Pidato Presiden Prabowo Subianto di depan DPR-MPR baru-baru ini menyisakan jejak kuat bagi perjalanan bangsa. Tidak sekadar laporan tahunan, pidato itu adalah penegasan arah besar: bagaimana Indonesia hendak menata ulang diri di tengah ketidakpastian global. Saya menangkap satu kata kunci di dalamnya: intervensi strategis. Sebuah istilah yang bukan hanya menandakan tindakan sesaat, melainkan strategi jangka panjang untuk membangun fondasi bangsa.

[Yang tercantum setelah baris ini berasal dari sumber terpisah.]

use std::{
    fmt,
    ops::{Add, AddAssign, Neg, Sub, SubAssign},
};

use serde::{Deserialize, Serialize};

use crate::Currency;

/// Signed money amount represented as **integer cents**.
///
/// Pricing runs on `f64` so that unit conversion, ratios and VAT
/// decomposition stay exact enough for round trips. `MoneyCents` is what a
/// figure becomes once it leaves the engine: saved job totals and displayed
/// amounts.
///
/// # Examples
///
/// ```rust
/// use costing_engine::{Currency, MoneyCents};
///
/// let amount = MoneyCents::from_major(12.346);
/// assert_eq!(amount.cents(), 1235);
/// assert_eq!(amount.to_string(), "12.35");
/// assert_eq!(amount.display(Currency::Gbp).to_string(), "£12.35");
/// ```
#[derive(
    Clone, Copy, Debug, Default, PartialEq, Eq, PartialOrd, Ord, Hash, Serialize, Deserialize,
)]
#[serde(transparent)]
#[repr(transparent)]
pub struct MoneyCents(i64);

impl MoneyCents {
    pub const ZERO: MoneyCents = MoneyCents(0);

    /// Creates a new amount from integer cents.
    #[must_use]
    pub const fn new(cents: i64) -> Self {
        Self(cents)
    }

    /// Rounds a major-unit amount to cents, half away from zero.
    ///
    /// Non-finite input becomes zero.
    #[must_use]
    pub fn from_major(amount: f64) -> Self {
        if !amount.is_finite() {
            return Self::ZERO;
        }
        Self((amount * 100.0).round() as i64)
    }

    /// Returns the raw value in cents.
    #[must_use]
    pub const fn cents(self) -> i64 {
        self.0
    }

    /// Returns the value in major units.
    #[must_use]
    pub fn to_major(self) -> f64 {
        self.0 as f64 / 100.0
    }

    /// Returns `true` if the amount is 0.
    #[must_use]
    pub const fn is_zero(self) -> bool {
        self.0 == 0
    }

    /// Returns `true` if the amount is negative.
    #[must_use]
    pub const fn is_negative(self) -> bool {
        self.0 < 0
    }

    /// Formats the amount with the currency symbol, e.g. `£10.50`.
    #[must_use]
    pub fn display(self, currency: Currency) -> DisplayMoney {
        DisplayMoney {
            amount: self,
            currency,
        }
    }
}

/// Amount paired with its currency for display; see [`MoneyCents::display`].
#[derive(Clone, Copy, Debug)]
pub struct DisplayMoney {
    amount: MoneyCents,
    currency: Currency,
}

impl fmt::Display for DisplayMoney {
    fn fmt(&self, f: &mut fmt::Formatter<'_>) -> fmt::Result {
        let sign = if self.amount.is_negative() { "-" } else { "" };
        let symbol = self.currency.symbol();
        let abs = self.amount.0.unsigned_abs();
        let digits = usize::from(self.currency.minor_units());
        let scale = 10_u64.pow(u32::from(self.currency.minor_units()));
        write!(
            f,
            "{sign}{symbol}{}.{:0digits$}",
            abs / scale,
            abs % scale
        )
    }
}

impl fmt::Display for MoneyCents {
    fn fmt(&self, f: &mut fmt::Formatter<'_>) -> fmt::Result {
        let sign = if self.0 < 0 { "-" } else { "" };
        let abs = self.0.unsigned_abs();
        let units = abs / 100;
        let cents = abs % 100;
        write!(f, "{sign}{units}.{cents:02}")
    }
}

impl From<i64> for MoneyCents {
    fn from(value: i64) -> Self {
        Self(value)
    }
}

impl From<MoneyCents> for i64 {
    fn from(value: MoneyCents) -> Self {
        value.0
    }
}

impl Add for MoneyCents {
    type Output = MoneyCents;

    fn add(self, rhs: MoneyCents) -> Self::Output {
        MoneyCents(self.0 + rhs.0)
    }
}

impl AddAssign for MoneyCents {
    fn add_assign(&mut self, rhs: MoneyCents) {
        self.0 += rhs.0;
    }
}

impl Sub for MoneyCents {
    type Output = MoneyCents;

    fn sub(self, rhs: MoneyCents) -> Self::Output {
        MoneyCents(self.0 - rhs.0)
    }
}

impl SubAssign for MoneyCents {
    fn sub_assign(&mut self, rhs: MoneyCents) {
        self.0 -= rhs.0;
    }
}

impl Neg for MoneyCents {
    type Output = MoneyCents;

    fn neg(self) -> Self::Output {
        MoneyCents(-self.0)
    }
}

Kita tentu mencatat bagaimana Presiden mengawali langkahnya dengan pembenahan militer. Validasi kepangkatan TNI dilakukan secara sistemik, tidak sekadar menaikkan pangkat perorangan. Marinir (AL), Kopasgat (AU), dan Kopassus (AD) kini dipimpin jenderal bintang tiga, sebelumnya hanya Kostrad (AD) saja yang dipimpin selevel Letnan Jenderal. Bagi sebagian orang, itu mungkin tampak simbolis. Namun bagi saya, ini adalah penegasan bahwa militer Indonesia diletakkan kembali pada rel yang profesional dan bermartabat.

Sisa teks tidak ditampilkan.